What this task involves:
The word "execution" appears in some lines of the records below; state how many lines, and nothing else.

Provided material:
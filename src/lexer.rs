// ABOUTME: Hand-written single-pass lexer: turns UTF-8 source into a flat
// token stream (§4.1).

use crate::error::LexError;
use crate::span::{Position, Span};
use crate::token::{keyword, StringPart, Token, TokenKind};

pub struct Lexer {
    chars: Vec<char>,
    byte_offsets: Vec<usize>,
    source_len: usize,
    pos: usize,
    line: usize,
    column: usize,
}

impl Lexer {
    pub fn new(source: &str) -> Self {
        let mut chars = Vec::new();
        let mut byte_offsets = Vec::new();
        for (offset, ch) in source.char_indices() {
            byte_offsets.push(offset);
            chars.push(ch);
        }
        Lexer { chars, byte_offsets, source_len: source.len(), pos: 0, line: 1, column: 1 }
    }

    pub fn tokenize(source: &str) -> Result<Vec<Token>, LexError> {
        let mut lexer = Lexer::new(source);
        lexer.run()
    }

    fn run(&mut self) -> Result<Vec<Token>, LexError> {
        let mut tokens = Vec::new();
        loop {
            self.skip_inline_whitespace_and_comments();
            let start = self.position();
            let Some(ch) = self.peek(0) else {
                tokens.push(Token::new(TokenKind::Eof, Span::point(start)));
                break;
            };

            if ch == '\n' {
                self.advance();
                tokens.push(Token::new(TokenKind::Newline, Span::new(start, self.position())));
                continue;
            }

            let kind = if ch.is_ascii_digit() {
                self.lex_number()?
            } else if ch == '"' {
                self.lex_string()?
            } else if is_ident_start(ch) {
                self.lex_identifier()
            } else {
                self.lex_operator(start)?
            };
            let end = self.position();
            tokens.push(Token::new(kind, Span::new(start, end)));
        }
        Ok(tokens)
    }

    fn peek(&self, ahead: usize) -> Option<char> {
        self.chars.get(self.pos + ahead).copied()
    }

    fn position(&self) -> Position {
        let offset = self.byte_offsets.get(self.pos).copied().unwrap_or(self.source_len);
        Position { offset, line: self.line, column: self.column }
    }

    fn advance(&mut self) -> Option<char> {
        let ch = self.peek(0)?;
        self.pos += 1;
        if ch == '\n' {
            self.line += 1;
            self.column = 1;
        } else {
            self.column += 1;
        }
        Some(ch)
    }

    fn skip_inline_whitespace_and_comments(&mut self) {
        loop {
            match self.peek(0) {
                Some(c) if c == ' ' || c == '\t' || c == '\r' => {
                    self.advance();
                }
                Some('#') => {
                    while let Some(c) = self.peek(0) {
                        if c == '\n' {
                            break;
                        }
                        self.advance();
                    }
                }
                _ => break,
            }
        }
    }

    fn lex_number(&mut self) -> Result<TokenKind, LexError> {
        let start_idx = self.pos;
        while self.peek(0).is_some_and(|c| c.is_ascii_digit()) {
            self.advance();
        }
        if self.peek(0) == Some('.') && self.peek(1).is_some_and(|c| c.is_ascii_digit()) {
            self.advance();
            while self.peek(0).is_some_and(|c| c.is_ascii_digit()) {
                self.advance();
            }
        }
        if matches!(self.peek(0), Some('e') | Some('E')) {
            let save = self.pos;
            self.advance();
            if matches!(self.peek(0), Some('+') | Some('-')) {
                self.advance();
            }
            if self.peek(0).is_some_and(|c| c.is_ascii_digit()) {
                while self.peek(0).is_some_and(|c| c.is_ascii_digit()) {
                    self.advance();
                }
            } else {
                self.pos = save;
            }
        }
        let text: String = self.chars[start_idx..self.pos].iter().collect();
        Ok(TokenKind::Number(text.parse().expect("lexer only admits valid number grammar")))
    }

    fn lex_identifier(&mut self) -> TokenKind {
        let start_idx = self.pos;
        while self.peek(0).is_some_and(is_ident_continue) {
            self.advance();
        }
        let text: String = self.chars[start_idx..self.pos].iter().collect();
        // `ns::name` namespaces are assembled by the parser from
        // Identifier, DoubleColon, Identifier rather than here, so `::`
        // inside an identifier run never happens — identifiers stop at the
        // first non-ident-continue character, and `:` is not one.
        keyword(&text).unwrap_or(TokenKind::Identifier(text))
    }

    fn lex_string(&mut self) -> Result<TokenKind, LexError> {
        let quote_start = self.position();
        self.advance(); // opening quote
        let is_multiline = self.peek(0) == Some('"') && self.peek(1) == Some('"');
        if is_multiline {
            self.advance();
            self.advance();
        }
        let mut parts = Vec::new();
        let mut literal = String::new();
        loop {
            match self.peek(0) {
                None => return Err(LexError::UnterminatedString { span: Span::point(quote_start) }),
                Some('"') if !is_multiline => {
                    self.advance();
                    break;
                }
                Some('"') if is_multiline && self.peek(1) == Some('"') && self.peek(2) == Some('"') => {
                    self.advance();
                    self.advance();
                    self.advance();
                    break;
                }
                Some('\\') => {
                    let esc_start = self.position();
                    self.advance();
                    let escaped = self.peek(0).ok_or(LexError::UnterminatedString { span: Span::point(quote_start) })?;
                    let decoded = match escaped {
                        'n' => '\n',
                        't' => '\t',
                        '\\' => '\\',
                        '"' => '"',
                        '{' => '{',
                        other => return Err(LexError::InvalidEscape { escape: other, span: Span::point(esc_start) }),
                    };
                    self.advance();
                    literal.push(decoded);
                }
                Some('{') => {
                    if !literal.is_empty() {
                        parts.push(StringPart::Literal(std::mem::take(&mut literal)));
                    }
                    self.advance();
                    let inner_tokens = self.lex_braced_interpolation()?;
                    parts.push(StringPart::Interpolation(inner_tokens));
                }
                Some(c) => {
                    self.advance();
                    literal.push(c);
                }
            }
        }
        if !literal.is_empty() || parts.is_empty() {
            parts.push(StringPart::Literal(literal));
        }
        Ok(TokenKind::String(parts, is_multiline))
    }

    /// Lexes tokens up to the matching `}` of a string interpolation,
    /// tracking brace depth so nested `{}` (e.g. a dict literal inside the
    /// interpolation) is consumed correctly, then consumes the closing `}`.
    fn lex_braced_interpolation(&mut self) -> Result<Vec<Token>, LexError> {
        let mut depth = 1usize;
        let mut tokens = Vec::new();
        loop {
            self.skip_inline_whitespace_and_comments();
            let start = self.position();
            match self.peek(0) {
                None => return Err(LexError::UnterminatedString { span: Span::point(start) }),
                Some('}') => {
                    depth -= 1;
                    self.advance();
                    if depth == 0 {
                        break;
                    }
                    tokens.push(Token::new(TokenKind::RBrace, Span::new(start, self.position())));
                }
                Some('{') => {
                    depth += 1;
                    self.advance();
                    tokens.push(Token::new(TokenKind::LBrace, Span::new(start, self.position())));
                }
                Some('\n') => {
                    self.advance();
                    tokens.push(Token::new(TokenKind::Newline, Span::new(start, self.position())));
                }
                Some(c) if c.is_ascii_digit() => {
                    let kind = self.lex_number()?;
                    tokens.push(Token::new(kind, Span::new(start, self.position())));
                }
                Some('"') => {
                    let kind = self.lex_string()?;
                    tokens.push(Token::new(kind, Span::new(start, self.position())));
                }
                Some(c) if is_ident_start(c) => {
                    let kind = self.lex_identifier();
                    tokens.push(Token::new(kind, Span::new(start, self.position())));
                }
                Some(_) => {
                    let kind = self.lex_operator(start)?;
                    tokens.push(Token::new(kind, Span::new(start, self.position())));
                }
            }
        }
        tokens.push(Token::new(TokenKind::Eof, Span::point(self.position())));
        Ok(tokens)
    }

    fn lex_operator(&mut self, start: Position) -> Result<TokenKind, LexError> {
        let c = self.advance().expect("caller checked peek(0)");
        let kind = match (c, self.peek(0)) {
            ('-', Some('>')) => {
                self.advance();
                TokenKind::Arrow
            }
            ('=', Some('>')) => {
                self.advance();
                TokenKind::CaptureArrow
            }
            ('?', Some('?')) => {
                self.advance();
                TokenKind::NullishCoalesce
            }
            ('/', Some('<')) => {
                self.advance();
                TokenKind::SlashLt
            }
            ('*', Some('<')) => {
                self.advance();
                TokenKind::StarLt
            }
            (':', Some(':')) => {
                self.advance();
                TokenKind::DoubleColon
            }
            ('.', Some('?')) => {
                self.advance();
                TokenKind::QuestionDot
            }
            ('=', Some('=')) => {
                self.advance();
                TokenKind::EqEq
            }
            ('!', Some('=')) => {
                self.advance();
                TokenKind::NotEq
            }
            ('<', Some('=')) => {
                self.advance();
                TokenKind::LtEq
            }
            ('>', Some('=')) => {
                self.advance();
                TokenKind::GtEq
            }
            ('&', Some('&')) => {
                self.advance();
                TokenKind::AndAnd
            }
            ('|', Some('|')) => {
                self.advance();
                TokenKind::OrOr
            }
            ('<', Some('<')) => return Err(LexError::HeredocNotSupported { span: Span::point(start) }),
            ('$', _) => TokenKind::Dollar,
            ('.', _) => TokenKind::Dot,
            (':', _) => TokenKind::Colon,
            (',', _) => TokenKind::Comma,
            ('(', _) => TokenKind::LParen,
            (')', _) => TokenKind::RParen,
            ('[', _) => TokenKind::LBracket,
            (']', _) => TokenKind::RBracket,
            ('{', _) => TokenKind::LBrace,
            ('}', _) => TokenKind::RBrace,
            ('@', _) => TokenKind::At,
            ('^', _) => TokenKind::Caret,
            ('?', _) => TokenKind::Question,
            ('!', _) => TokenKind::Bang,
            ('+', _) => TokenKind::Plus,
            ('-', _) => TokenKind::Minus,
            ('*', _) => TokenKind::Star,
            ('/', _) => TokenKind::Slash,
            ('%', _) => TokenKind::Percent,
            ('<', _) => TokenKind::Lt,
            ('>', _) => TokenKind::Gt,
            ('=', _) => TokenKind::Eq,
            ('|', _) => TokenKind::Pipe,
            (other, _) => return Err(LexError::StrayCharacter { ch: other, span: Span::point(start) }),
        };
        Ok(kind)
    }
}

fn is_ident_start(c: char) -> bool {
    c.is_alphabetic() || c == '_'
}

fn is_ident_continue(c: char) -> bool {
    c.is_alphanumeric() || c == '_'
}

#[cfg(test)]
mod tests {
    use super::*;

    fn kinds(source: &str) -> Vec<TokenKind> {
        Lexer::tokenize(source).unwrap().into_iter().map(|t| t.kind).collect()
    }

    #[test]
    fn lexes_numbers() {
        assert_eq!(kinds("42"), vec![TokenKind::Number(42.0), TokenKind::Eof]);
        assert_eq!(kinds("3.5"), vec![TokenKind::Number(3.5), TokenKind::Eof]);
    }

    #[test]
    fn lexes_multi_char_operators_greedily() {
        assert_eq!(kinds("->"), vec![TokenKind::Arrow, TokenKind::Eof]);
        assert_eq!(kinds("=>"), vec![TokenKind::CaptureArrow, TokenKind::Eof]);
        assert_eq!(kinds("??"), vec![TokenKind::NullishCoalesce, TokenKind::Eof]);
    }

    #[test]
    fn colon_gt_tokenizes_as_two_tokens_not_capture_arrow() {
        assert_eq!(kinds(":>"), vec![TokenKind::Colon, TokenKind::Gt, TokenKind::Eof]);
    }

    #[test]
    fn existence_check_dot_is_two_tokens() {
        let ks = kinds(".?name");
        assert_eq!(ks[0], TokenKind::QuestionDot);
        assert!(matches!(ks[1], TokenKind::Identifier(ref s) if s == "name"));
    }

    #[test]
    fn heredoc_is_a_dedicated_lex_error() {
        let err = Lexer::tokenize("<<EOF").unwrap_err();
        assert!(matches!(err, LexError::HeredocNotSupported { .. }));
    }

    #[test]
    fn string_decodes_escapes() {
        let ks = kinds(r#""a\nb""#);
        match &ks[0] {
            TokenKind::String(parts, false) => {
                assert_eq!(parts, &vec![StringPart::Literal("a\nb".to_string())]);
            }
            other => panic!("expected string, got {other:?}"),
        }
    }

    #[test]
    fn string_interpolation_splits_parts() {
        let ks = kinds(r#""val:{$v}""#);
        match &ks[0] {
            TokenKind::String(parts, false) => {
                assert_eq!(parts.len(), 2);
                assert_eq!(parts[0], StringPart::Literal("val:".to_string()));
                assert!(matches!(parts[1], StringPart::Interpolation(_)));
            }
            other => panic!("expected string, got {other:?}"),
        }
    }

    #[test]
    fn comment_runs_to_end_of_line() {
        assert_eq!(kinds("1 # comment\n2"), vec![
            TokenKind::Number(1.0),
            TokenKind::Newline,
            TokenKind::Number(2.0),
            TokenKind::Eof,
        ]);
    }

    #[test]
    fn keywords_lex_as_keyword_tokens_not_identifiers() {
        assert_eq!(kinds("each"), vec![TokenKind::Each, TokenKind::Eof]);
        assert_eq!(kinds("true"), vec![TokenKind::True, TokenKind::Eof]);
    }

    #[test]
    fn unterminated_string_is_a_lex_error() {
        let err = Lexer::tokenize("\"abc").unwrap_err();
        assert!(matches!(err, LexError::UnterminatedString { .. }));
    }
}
...
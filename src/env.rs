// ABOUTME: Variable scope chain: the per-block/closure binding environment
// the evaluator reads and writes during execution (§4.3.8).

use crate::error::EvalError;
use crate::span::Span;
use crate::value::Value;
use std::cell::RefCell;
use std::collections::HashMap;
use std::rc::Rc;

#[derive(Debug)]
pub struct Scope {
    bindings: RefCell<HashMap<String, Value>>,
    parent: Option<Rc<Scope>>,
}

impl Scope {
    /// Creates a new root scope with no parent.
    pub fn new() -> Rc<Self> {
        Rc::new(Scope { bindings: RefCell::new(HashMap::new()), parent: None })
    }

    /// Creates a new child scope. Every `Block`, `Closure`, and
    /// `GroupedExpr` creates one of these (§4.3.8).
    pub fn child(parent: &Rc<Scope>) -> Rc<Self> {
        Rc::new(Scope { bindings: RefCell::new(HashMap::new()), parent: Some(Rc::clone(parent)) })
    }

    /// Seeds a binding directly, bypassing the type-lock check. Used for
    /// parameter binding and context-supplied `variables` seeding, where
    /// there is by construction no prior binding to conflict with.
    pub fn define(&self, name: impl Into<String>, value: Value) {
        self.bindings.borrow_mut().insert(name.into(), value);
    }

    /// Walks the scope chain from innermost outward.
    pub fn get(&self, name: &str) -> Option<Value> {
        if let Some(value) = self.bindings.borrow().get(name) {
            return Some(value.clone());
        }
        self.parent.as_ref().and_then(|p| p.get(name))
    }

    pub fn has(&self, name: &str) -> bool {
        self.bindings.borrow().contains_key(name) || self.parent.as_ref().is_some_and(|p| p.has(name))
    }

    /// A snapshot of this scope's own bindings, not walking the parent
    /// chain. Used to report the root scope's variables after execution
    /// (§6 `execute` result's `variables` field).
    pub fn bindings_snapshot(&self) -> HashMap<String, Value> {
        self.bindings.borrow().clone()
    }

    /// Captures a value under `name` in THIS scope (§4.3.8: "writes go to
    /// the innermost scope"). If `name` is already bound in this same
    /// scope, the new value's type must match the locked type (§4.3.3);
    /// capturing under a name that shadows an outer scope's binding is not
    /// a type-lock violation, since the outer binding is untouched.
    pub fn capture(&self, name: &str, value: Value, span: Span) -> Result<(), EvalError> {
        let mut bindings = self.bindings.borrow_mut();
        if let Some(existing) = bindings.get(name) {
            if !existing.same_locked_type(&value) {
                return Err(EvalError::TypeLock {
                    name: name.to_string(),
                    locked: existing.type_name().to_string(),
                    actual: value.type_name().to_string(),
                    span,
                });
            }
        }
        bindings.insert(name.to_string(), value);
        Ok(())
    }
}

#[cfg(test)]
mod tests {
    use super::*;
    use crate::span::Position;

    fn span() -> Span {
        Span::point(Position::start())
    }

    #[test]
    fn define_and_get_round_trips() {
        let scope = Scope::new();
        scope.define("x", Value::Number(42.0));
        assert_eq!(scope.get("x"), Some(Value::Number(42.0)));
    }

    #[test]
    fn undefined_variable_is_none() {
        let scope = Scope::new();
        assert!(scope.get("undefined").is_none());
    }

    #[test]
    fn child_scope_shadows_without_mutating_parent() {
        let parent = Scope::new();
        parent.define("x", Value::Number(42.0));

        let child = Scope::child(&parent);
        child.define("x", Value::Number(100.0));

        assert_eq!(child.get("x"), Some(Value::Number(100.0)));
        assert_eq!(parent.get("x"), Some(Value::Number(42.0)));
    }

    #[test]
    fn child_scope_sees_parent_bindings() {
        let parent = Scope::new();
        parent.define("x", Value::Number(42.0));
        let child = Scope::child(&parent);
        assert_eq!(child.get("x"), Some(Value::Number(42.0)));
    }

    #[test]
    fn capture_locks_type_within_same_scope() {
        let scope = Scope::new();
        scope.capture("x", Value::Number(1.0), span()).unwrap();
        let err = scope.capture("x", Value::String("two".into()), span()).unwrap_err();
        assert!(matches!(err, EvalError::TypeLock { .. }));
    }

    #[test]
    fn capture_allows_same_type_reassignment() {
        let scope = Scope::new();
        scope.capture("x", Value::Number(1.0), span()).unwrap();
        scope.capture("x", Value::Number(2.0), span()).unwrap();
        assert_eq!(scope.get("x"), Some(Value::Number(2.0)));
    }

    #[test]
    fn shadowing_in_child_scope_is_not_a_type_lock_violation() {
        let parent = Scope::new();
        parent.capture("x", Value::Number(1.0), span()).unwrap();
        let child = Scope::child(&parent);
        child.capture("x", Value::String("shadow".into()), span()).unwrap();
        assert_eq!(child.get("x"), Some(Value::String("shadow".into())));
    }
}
...
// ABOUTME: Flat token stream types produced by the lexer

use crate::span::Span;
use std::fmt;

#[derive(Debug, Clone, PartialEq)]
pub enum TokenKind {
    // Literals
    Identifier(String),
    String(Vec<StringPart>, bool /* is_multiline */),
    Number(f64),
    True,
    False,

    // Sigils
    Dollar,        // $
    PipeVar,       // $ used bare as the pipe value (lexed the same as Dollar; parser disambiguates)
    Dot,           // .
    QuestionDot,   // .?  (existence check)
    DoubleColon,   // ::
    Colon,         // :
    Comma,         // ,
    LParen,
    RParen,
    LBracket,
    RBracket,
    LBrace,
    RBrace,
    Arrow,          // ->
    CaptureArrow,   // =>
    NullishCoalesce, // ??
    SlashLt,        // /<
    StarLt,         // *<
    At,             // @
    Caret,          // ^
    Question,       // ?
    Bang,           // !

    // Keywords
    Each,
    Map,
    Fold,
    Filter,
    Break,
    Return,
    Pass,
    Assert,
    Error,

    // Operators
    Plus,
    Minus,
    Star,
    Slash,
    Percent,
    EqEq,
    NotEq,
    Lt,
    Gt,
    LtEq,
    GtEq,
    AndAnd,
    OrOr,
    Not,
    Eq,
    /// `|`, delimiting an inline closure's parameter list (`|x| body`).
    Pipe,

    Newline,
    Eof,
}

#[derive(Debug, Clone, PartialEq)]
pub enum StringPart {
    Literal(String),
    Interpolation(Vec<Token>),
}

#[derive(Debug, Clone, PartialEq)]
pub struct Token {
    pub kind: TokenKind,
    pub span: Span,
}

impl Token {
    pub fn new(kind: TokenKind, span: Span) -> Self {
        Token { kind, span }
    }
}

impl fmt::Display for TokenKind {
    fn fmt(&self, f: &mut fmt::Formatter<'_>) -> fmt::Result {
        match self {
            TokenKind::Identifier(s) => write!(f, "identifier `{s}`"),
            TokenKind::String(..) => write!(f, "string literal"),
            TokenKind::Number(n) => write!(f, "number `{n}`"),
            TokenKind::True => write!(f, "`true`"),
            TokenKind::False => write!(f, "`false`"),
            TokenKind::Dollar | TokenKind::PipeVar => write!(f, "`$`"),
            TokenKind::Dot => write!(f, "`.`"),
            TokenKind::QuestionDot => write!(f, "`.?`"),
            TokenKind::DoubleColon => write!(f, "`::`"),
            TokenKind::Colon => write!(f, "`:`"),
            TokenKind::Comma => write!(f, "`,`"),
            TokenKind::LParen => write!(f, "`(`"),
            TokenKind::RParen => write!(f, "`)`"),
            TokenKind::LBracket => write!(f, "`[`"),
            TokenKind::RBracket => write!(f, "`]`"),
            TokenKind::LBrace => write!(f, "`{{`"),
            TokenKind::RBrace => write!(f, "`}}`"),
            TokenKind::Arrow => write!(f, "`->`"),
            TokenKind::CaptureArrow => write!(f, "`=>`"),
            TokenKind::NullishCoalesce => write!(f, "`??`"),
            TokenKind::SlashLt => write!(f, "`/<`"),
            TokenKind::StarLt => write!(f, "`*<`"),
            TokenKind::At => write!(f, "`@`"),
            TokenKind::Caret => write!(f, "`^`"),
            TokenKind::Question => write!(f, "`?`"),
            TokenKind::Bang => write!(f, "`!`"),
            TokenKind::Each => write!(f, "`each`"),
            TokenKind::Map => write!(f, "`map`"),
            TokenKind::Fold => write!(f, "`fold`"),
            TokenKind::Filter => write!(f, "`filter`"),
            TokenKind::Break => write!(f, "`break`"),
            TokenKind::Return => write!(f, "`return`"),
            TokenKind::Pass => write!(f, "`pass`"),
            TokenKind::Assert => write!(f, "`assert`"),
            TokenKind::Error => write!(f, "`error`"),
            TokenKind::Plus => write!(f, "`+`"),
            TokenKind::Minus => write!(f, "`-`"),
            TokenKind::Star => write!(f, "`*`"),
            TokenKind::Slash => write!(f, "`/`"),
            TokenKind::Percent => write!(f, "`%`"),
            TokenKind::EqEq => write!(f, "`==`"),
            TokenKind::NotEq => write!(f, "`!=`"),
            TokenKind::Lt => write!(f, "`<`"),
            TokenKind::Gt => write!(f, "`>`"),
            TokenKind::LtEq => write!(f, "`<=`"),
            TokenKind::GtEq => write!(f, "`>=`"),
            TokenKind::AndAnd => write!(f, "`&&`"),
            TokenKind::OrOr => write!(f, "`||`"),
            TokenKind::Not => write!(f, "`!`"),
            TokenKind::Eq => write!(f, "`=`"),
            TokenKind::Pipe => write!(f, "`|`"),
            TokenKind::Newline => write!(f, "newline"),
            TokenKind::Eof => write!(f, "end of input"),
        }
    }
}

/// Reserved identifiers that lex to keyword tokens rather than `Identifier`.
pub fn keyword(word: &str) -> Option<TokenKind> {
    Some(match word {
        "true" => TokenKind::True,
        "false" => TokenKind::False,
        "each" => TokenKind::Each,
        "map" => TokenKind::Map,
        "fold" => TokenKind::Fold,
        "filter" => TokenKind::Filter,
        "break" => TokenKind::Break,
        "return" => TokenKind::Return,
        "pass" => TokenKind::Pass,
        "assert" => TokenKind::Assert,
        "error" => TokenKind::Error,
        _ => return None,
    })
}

Answer for this exercise:
2